//! Selector grammar: raw selector strings to typed directives.
//!
//! Two shapes are recognised:
//! - `iframe#id <selector>` / `iframe.class <selector>`: the element selector
//!   applies only inside frames matching the leading frame selector (and the
//!   frames nested inside them)
//! - anything else: a normal selector that applies in every reachable document
//!
//! Parsing is total. Blank strings become blank normal directives; filtering
//! them out is the executor's job.

use std::fmt;
use std::sync::OnceLock;

use regex::Regex;
use serde::{Deserialize, Serialize};

/// Element selector used to discover frames.
pub const FRAME_SELECTOR: &str = "iframe";

fn frame_scoped_regex() -> &'static Regex {
    static FRAME_SCOPED: OnceLock<Regex> = OnceLock::new();
    FRAME_SCOPED.get_or_init(|| Regex::new(r"^iframe([#.][^\s]+)\s+(.+)$").expect("valid regex"))
}

/// One parsed instruction derived from a raw selector string.
#[derive(Debug, Clone, PartialEq, Eq, Hash, Serialize, Deserialize)]
#[serde(tag = "type", rename_all = "camelCase")]
pub enum SelectorDirective {
    /// Applies in every reachable document.
    Normal { selector: String },
    /// Applies only inside frames matching `frame_selector`.
    #[serde(rename_all = "camelCase")]
    FrameScoped {
        frame_selector: String,
        element_selector: String,
    },
}

impl SelectorDirective {
    /// Parse a single raw selector string.
    pub fn parse(raw: &str) -> Self {
        match frame_scoped_regex().captures(raw) {
            Some(caps) => SelectorDirective::FrameScoped {
                frame_selector: format!("{}{}", FRAME_SELECTOR, &caps[1]),
                element_selector: caps[2].to_string(),
            },
            None => SelectorDirective::Normal {
                selector: raw.to_string(),
            },
        }
    }

    /// The selector applied to elements (as opposed to frames).
    pub fn element_selector(&self) -> &str {
        match self {
            SelectorDirective::Normal { selector } => selector,
            SelectorDirective::FrameScoped {
                element_selector, ..
            } => element_selector,
        }
    }

    pub fn is_frame_scoped(&self) -> bool {
        matches!(self, SelectorDirective::FrameScoped { .. })
    }
}

impl fmt::Display for SelectorDirective {
    fn fmt(&self, f: &mut fmt::Formatter<'_>) -> fmt::Result {
        match self {
            SelectorDirective::Normal { selector } => write!(f, "{}", selector),
            SelectorDirective::FrameScoped {
                frame_selector,
                element_selector,
            } => write!(f, "{} {}", frame_selector, element_selector),
        }
    }
}

/// Parse every raw selector string, preserving order.
pub fn parse<S: AsRef<str>>(raw: &[S]) -> Vec<SelectorDirective> {
    raw.iter()
        .map(|s| SelectorDirective::parse(s.as_ref()))
        .collect()
}

/// A frame-scoped directive borrowed out of a [`DirectiveSet`].
#[derive(Debug, Clone, Copy, PartialEq, Eq)]
pub struct ScopedRule<'a> {
    /// Position among the frame-scoped directives of the set.
    pub lane: usize,
    pub frame_selector: &'a str,
    pub element_selector: &'a str,
}

/// Ordered directives passed to the engine for one invocation.
#[derive(Debug, Clone, Default, PartialEq, Eq, Serialize, Deserialize)]
#[serde(transparent)]
pub struct DirectiveSet {
    directives: Vec<SelectorDirective>,
}

impl DirectiveSet {
    pub fn new(directives: Vec<SelectorDirective>) -> Self {
        Self { directives }
    }

    pub fn parse<S: AsRef<str>>(raw: &[S]) -> Self {
        Self::new(parse(raw))
    }

    pub fn is_empty(&self) -> bool {
        self.directives.is_empty()
    }

    pub fn len(&self) -> usize {
        self.directives.len()
    }

    pub fn iter(&self) -> impl Iterator<Item = &SelectorDirective> {
        self.directives.iter()
    }

    /// Selectors of the normal directives, in order.
    pub fn normal(&self) -> Vec<&str> {
        self.directives
            .iter()
            .filter_map(|d| match d {
                SelectorDirective::Normal { selector } => Some(selector.as_str()),
                SelectorDirective::FrameScoped { .. } => None,
            })
            .collect()
    }

    /// Frame-scoped directives, in order, each tagged with its lane.
    pub fn frame_scoped(&self) -> Vec<ScopedRule<'_>> {
        self.directives
            .iter()
            .filter_map(|d| match d {
                SelectorDirective::FrameScoped {
                    frame_selector,
                    element_selector,
                } => Some((frame_selector.as_str(), element_selector.as_str())),
                SelectorDirective::Normal { .. } => None,
            })
            .enumerate()
            .map(|(lane, (frame_selector, element_selector))| ScopedRule {
                lane,
                frame_selector,
                element_selector,
            })
            .collect()
    }

    /// Every element selector, frame-scoped ones first, for passes running
    /// inside a document that cannot tell which frame rule selected it.
    pub fn element_selectors(&self) -> Vec<&str> {
        self.frame_scoped()
            .iter()
            .map(|rule| rule.element_selector)
            .chain(self.normal())
            .collect()
    }
}

impl From<Vec<SelectorDirective>> for DirectiveSet {
    fn from(directives: Vec<SelectorDirective>) -> Self {
        Self::new(directives)
    }
}

impl<'a> IntoIterator for &'a DirectiveSet {
    type Item = &'a SelectorDirective;
    type IntoIter = std::slice::Iter<'a, SelectorDirective>;

    fn into_iter(self) -> Self::IntoIter {
        self.directives.iter()
    }
}

#[cfg(test)]
mod tests {
    use super::*;
    use rstest::rstest;

    #[test]
    fn given_iframe_id_prefix_when_parsing_then_returns_frame_scoped() {
        let parsed = parse(&["iframe#ad panel"]);
        assert_eq!(
            parsed,
            vec![SelectorDirective::FrameScoped {
                frame_selector: "iframe#ad".to_string(),
                element_selector: "panel".to_string(),
            }]
        );
    }

    #[rstest]
    #[case(".x")]
    #[case("")]
    #[case("   ")]
    #[case("iframe")]
    #[case("iframe #ad .x")]
    #[case("iframe#ad")]
    #[case("div iframe#ad .x")]
    fn given_non_scoped_shape_when_parsing_then_returns_normal(#[case] raw: &str) {
        let parsed = SelectorDirective::parse(raw);
        assert_eq!(
            parsed,
            SelectorDirective::Normal {
                selector: raw.to_string()
            }
        );
    }

    #[test]
    fn given_class_scoped_frame_with_compound_rest_when_parsing_then_keeps_rest_verbatim() {
        let parsed = SelectorDirective::parse("iframe.player-frame  .ad > span");
        assert_eq!(
            parsed,
            SelectorDirective::FrameScoped {
                frame_selector: "iframe.player-frame".to_string(),
                element_selector: ".ad > span".to_string(),
            }
        );
    }

    #[test]
    fn given_mixed_set_when_partitioning_then_keeps_order_and_lanes() {
        let set = DirectiveSet::parse(&[".a", "iframe#x .b", ".c", "iframe.y .d"]);

        assert_eq!(set.normal(), vec![".a", ".c"]);
        let scoped = set.frame_scoped();
        assert_eq!(scoped.len(), 2);
        assert_eq!(scoped[0].lane, 0);
        assert_eq!(scoped[0].frame_selector, "iframe#x");
        assert_eq!(scoped[1].lane, 1);
        assert_eq!(scoped[1].element_selector, ".d");
    }

    #[test]
    fn given_frame_scoped_directive_when_serialized_then_uses_tagged_camel_case() {
        let directive = SelectorDirective::parse("iframe#comments .reply");
        let json = serde_json::to_value(&directive).unwrap();
        assert_eq!(json["type"], "frameScoped");
        assert_eq!(json["frameSelector"], "iframe#comments");
        assert_eq!(json["elementSelector"], ".reply");
        assert_eq!(directive.to_string(), "iframe#comments .reply");
    }
}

============================================================

=== Exercise ===
The records above need to be retyped exactly.

=== Final answer ===
//! Selector grammar: raw selector strings to typed directives.
//!
//! Two shapes are recognised:
//! - `iframe#id <selector>` / `iframe.class <selector>`: the element selector
//!   applies only inside frames matching the leading frame selector (and the
//!   frames nested inside them)
//! - anything else: a normal selector that applies in every reachable document
//!
//! Parsing is total. Blank strings become blank normal directives; filtering
//! them out is the executor's job.

use std::fmt;
use std::sync::OnceLock;

use regex::Regex;
use serde::{Deserialize, Serialize};

/// Element selector used to discover frames.
pub const FRAME_SELECTOR: &str = "iframe";

fn frame_scoped_regex() -> &'static Regex {
    static FRAME_SCOPED: OnceLock<Regex> = OnceLock::new();
    FRAME_SCOPED.get_or_init(|| Regex::new(r"^iframe([#.][^\s]+)\s+(.+)$").expect("valid regex"))
}

/// One parsed instruction derived from a raw selector string.
#[derive(Debug, Clone, PartialEq, Eq, Hash, Serialize, Deserialize)]
#[serde(tag = "type", rename_all = "camelCase")]
pub enum SelectorDirective {
    /// Applies in every reachable document.
    Normal { selector: String },
    /// Applies only inside frames matching `frame_selector`.
    #[serde(rename_all = "camelCase")]
    FrameScoped {
        frame_selector: String,
        element_selector: String,
    },
}

impl SelectorDirective {
    /// Parse a single raw selector string.
    pub fn parse(raw: &str) -> Self {
        match frame_scoped_regex().captures(raw) {
            Some(caps) => SelectorDirective::FrameScoped {
                frame_selector: format!("{}{}", FRAME_SELECTOR, &caps[1]),
                element_selector: caps[2].to_string(),
            },
            None => SelectorDirective::Normal {
                selector: raw.to_string(),
            },
        }
    }

    /// The selector applied to elements (as opposed to frames).
    pub fn element_selector(&self) -> &str {
        match self {
            SelectorDirective::Normal { selector } => selector,
            SelectorDirective::FrameScoped {
                element_selector, ..
            } => element_selector,
        }
    }

    pub fn is_frame_scoped(&self) -> bool {
        matches!(self, SelectorDirective::FrameScoped { .. })
    }
}

impl fmt::Display for SelectorDirective {
    fn fmt(&self, f: &mut fmt::Formatter<'_>) -> fmt::Result {
        match self {
            SelectorDirective::Normal { selector } => write!(f, "{}", selector),
            SelectorDirective::FrameScoped {
                frame_selector,
                element_selector,
            } => write!(f, "{} {}", frame_selector, element_selector),
        }
    }
}

/// Parse every raw selector string, preserving order.
pub fn parse<S: AsRef<str>>(raw: &[S]) -> Vec<SelectorDirective> {
    raw.iter()
        .map(|s| SelectorDirective::parse(s.as_ref()))
        .collect()
}

/// A frame-scoped directive borrowed out of a [`DirectiveSet`].
#[derive(Debug, Clone, Copy, PartialEq, Eq)]
pub struct ScopedRule<'a> {
    /// Position among the frame-scoped directives of the set.
    pub lane: usize,
    pub frame_selector: &'a str,
    pub element_selector: &'a str,
}

/// Ordered directives passed to the engine for one invocation.
#[derive(Debug, Clone, Default, PartialEq, Eq, Serialize, Deserialize)]
#[serde(transparent)]
pub struct DirectiveSet {
    directives: Vec<SelectorDirective>,
}

impl DirectiveSet {
    pub fn new(directives: Vec<SelectorDirective>) -> Self {
        Self { directives }
    }

    pub fn parse<S: AsRef<str>>(raw: &[S]) -> Self {
        Self::new(parse(raw))
    }

    pub fn is_empty(&self) -> bool {
        self.directives.is_empty()
    }

    pub fn len(&self) -> usize {
        self.directives.len()
    }

    pub fn iter(&self) -> impl Iterator<Item = &SelectorDirective> {
        self.directives.iter()
    }

    /// Selectors of the normal directives, in order.
    pub fn normal(&self) -> Vec<&str> {
        self.directives
            .iter()
            .filter_map(|d| match d {
                SelectorDirective::Normal { selector } => Some(selector.as_str()),
                SelectorDirective::FrameScoped { .. } => None,
            })
            .collect()
    }

    /// Frame-scoped directives, in order, each tagged with its lane.
    pub fn frame_scoped(&self) -> Vec<ScopedRule<'_>> {
        self.directives
            .iter()
            .filter_map(|d| match d {
                SelectorDirective::FrameScoped {
                    frame_selector,
                    element_selector,
                } => Some((frame_selector.as_str(), element_selector.as_str())),
                SelectorDirective::Normal { .. } => None,
            })
            .enumerate()
            .map(|(lane, (frame_selector, element_selector))| ScopedRule {
                lane,
                frame_selector,
                element_selector,
            })
            .collect()
    }

    /// Every element selector, frame-scoped ones first, for passes running
    /// inside a document that cannot tell which frame rule selected it.
    pub fn element_selectors(&self) -> Vec<&str> {
        self.frame_scoped()
            .iter()
            .map(|rule| rule.element_selector)
            .chain(self.normal())
            .collect()
    }
}

impl From<Vec<SelectorDirective>> for DirectiveSet {
    fn from(directives: Vec<SelectorDirective>) -> Self {
        Self::new(directives)
    }
}

impl<'a> IntoIterator for &'a DirectiveSet {
    type Item = &'a SelectorDirective;
    type IntoIter = std::slice::Iter<'a, SelectorDirective>;

    fn into_iter(self) -> Self::IntoIter {
        self.directives.iter()
    }
}

#[cfg(test)]
mod tests {
    use super::*;
    use rstest::rstest;

    #[test]
    fn given_iframe_id_prefix_when_parsing_then_returns_frame_scoped() {
        let parsed = parse(&["iframe#ad panel"]);
        assert_eq!(
            parsed,
            vec![SelectorDirective::FrameScoped {
                frame_selector: "iframe#ad".to_string(),
                element_selector: "panel".to_string(),
            }]
        );
    }

    #[rstest]
    #[case(".x")]
    #[case("")]
    #[case("   ")]
    #[case("iframe")]
    #[case("iframe #ad .x")]
    #[case("iframe#ad")]
    #[case("div iframe#ad .x")]
    fn given_non_scoped_shape_when_parsing_then_returns_normal(#[case] raw: &str) {
        let parsed = SelectorDirective::parse(raw);
        assert_eq!(
            parsed,
            SelectorDirective::Normal {
                selector: raw.to_string()
            }
        );
    }

    #[test]
    fn given_class_scoped_frame_with_compound_rest_when_parsing_then_keeps_rest_verbatim() {
        let parsed = SelectorDirective::parse("iframe.player-frame  .ad > span");
        assert_eq!(
            parsed,
            SelectorDirective::FrameScoped {
                frame_selector: "iframe.player-frame".to_string(),
                element_selector: ".ad > span".to_string(),
            }
        );
    }

    #[test]
    fn given_mixed_set_when_partitioning_then_keeps_order_and_lanes() {
        let set = DirectiveSet::parse(&[".a", "iframe#x .b", ".c", "iframe.y .d"]);

        assert_eq!(set.normal(), vec![".a", ".c"]);
        let scoped = set.frame_scoped();
        assert_eq!(scoped.len(), 2);
        assert_eq!(scoped[0].lane, 0);
        assert_eq!(scoped[0].frame_selector, "iframe#x");
        assert_eq!(scoped[1].lane, 1);
        assert_eq!(scoped[1].element_selector, ".d");
    }

    #[test]
    fn given_frame_scoped_directive_when_serialized_then_uses_tagged_camel_case() {
        let directive = SelectorDirective::parse("iframe#comments .reply");
        let json = serde_json::to_value(&directive).unwrap();
        assert_eq!(json["type"], "frameScoped");
        assert_eq!(json["frameSelector"], "iframe#comments");
        assert_eq!(json["elementSelector"], ".reply");
        assert_eq!(directive.to_string(), "iframe#comments .reply");
    }
}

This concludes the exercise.